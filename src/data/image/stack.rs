use std::path::{Path, PathBuf};

use log::debug;
use ndarray::ArrayD;

use super::axes::{conform_axes, AxesError, AxisOrder};
use crate::MetricsError;

/// An n-dimensional image loaded from disk, along with the
/// axis order its metadata declared (if any) and where it
/// came from.
#[derive(Debug, Clone)]
pub struct ImageStack<A> {
    pub data : ArrayD<A>,
    pub axes : Option<AxisOrder>,
    path : PathBuf,
}

impl<A> ImageStack<A> {
    pub fn new(data : ArrayD<A>, path : impl AsRef<Path>) -> Self {
        ImageStack { data, axes : None, path : path.as_ref().to_path_buf() }
    }

    pub fn with_axes(mut self, axes : Option<AxisOrder>) -> Self {
        self.axes = axes;
        self
    }

    pub fn path(&self) -> &Path {
        &self.path
    }

    /// File name without its final extension, so
    /// `cells.ome.tif` gives `cells.ome`.
    pub fn stem(&self) -> String {
        self.path.file_stem()
            .map(|s| s.to_string_lossy().into_owned())
            .unwrap_or_default()
    }

    pub fn shape(&self) -> &[usize] {
        self.data.shape()
    }

    /// Conforms the data to `canonical` (see `conform_axes`).
    /// A `declared` order takes precedence over the one found in
    /// the file's metadata; with neither, the data is left as-is.
    pub fn conform(
        self,
        declared : Option<&AxisOrder>,
        canonical : &AxisOrder,
        ) -> Result<Self, AxesError> {
        let Some(from) = declared.cloned().or_else(|| self.axes.clone()) else {
            debug!("{}: no axis order known, keeping shape {:?}", self.path.display(), self.shape());
            return Ok(self);
        };
        let (data, axes) = conform_axes(self.data, &from, canonical)?;
        debug!("{}: {} -> {} {:?}", self.path.display(), from, axes, data.shape());
        Ok(ImageStack { data, axes : Some(axes), path : self.path })
    }
}

impl ImageStack<f64> {
    /// Reinterprets decoded samples as object labels. Every value
    /// must be a non-negative integer that fits in a `u32`.
    pub fn into_labels(self) -> Result<ImageStack<u32>, MetricsError> {
        if let Some(&bad) = self.data.iter()
            .find(|&&v| v < 0.0 || v.fract() != 0.0 || v > u32::MAX as f64) {
            return Err(MetricsError::InvalidLabel(bad));
        }
        Ok(ImageStack {
            data : self.data.mapv(|v| v as u32),
            axes : self.axes,
            path : self.path,
        })
    }
}

#[cfg(test)]
mod tests {
    use super::*;
    use ndarray::Array3;

    #[test]
    fn stem_drops_last_extension_only() {
        let stack = ImageStack::new(Array3::<f64>::zeros((1, 1, 1)).into_dyn(), "/data/cells.ome.tif");
        assert_eq!(stack.stem(), "cells.ome");
    }

    #[test]
    fn declared_axes_override_metadata() {
        let stack = ImageStack::new(Array3::<f64>::zeros((2, 5, 6)).into_dyn(), "a.tif")
            .with_axes(Some("ZYX".parse().unwrap()));

        let conformed = stack
            .conform(Some(&"CYX".parse().unwrap()), &"ZYXC".parse().unwrap())
            .unwrap();
        assert_eq!(conformed.shape(), &[5, 6, 2]);
        assert_eq!(conformed.axes.unwrap().to_string(), "YXC");
    }

    #[test]
    fn unknown_axes_leave_data_alone() {
        let stack = ImageStack::new(Array3::<f64>::zeros((2, 5, 6)).into_dyn(), "a.tif");
        let conformed = stack.conform(None, &"ZYX".parse().unwrap()).unwrap();
        assert_eq!(conformed.shape(), &[2, 5, 6]);
        assert!(conformed.axes.is_none());
    }

    #[test]
    fn labels_must_be_whole_and_non_negative() {
        let mut data = Array3::<f64>::zeros((1, 2, 2)).into_dyn();
        data[[0, 1, 1]] = 7.0;
        let labels = ImageStack::new(data.clone(), "l.tif").into_labels().unwrap();
        assert_eq!(labels.data[[0, 1, 1]], 7);

        data[[0, 0, 1]] = -1.0;
        assert!(matches!(
            ImageStack::new(data.clone(), "l.tif").into_labels(),
            Err(MetricsError::InvalidLabel(v)) if v == -1.0
        ));

        data[[0, 0, 1]] = 2.5;
        assert!(ImageStack::new(data, "l.tif").into_labels().is_err());
    }
}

### Your instructions
Could you set down every line above exactly as written?

### Task answer
filename src/data/image/stack.rs
use std::path::{Path, PathBuf};

use log::debug;
use ndarray::ArrayD;

use super::axes::{conform_axes, AxesError, AxisOrder};
use crate::MetricsError;

/// An n-dimensional image loaded from disk, along with the
/// axis order its metadata declared (if any) and where it
/// came from.
#[derive(Debug, Clone)]
pub struct ImageStack<A> {
    pub data : ArrayD<A>,
    pub axes : Option<AxisOrder>,
    path : PathBuf,
}

impl<A> ImageStack<A> {
    pub fn new(data : ArrayD<A>, path : impl AsRef<Path>) -> Self {
        ImageStack { data, axes : None, path : path.as_ref().to_path_buf() }
    }

    pub fn with_axes(mut self, axes : Option<AxisOrder>) -> Self {
        self.axes = axes;
        self
    }

    pub fn path(&self) -> &Path {
        &self.path
    }

    /// File name without its final extension, so
    /// `cells.ome.tif` gives `cells.ome`.
    pub fn stem(&self) -> String {
        self.path.file_stem()
            .map(|s| s.to_string_lossy().into_owned())
            .unwrap_or_default()
    }

    pub fn shape(&self) -> &[usize] {
        self.data.shape()
    }

    /// Conforms the data to `canonical` (see `conform_axes`).
    /// A `declared` order takes precedence over the one found in
    /// the file's metadata; with neither, the data is left as-is.
    pub fn conform(
        self,
        declared : Option<&AxisOrder>,
        canonical : &AxisOrder,
        ) -> Result<Self, AxesError> {
        let Some(from) = declared.cloned().or_else(|| self.axes.clone()) else {
            debug!("{}: no axis order known, keeping shape {:?}", self.path.display(), self.shape());
            return Ok(self);
        };
        let (data, axes) = conform_axes(self.data, &from, canonical)?;
        debug!("{}: {} -> {} {:?}", self.path.display(), from, axes, data.shape());
        Ok(ImageStack { data, axes : Some(axes), path : self.path })
    }
}

impl ImageStack<f64> {
    /// Reinterprets decoded samples as object labels. Every value
    /// must be a non-negative integer that fits in a `u32`.
    pub fn into_labels(self) -> Result<ImageStack<u32>, MetricsError> {
        if let Some(&bad) = self.data.iter()
            .find(|&&v| v < 0.0 || v.fract() != 0.0 || v > u32::MAX as f64) {
            return Err(MetricsError::InvalidLabel(bad));
        }
        Ok(ImageStack {
            data : self.data.mapv(|v| v as u32),
            axes : self.axes,
            path : self.path,
        })
    }
}

#[cfg(test)]
mod tests {
    use super::*;
    use ndarray::Array3;

    #[test]
    fn stem_drops_last_extension_only() {
        let stack = ImageStack::new(Array3::<f64>::zeros((1, 1, 1)).into_dyn(), "/data/cells.ome.tif");
        assert_eq!(stack.stem(), "cells.ome");
    }

    #[test]
    fn declared_axes_override_metadata() {
        let stack = ImageStack::new(Array3::<f64>::zeros((2, 5, 6)).into_dyn(), "a.tif")
            .with_axes(Some("ZYX".parse().unwrap()));

        let conformed = stack
            .conform(Some(&"CYX".parse().unwrap()), &"ZYXC".parse().unwrap())
            .unwrap();
        assert_eq!(conformed.shape(), &[5, 6, 2]);
        assert_eq!(conformed.axes.unwrap().to_string(), "YXC");
    }

    #[test]
    fn unknown_axes_leave_data_alone() {
        let stack = ImageStack::new(Array3::<f64>::zeros((2, 5, 6)).into_dyn(), "a.tif");
        let conformed = stack.conform(None, &"ZYX".parse().unwrap()).unwrap();
        assert_eq!(conformed.shape(), &[2, 5, 6]);
        assert!(conformed.axes.is_none());
    }

    #[test]
    fn labels_must_be_whole_and_non_negative() {
        let mut data = Array3::<f64>::zeros((1, 2, 2)).into_dyn();
        data[[0, 1, 1]] = 7.0;
        let labels = ImageStack::new(data.clone(), "l.tif").into_labels().unwrap();
        assert_eq!(labels.data[[0, 1, 1]], 7);

        data[[0, 0, 1]] = -1.0;
        assert!(matches!(
            ImageStack::new(data.clone(), "l.tif").into_labels(),
            Err(MetricsError::InvalidLabel(v)) if v == -1.0
        ));

        data[[0, 0, 1]] = 2.5;
        assert!(ImageStack::new(data, "l.tif").into_labels().is_err());
    }
}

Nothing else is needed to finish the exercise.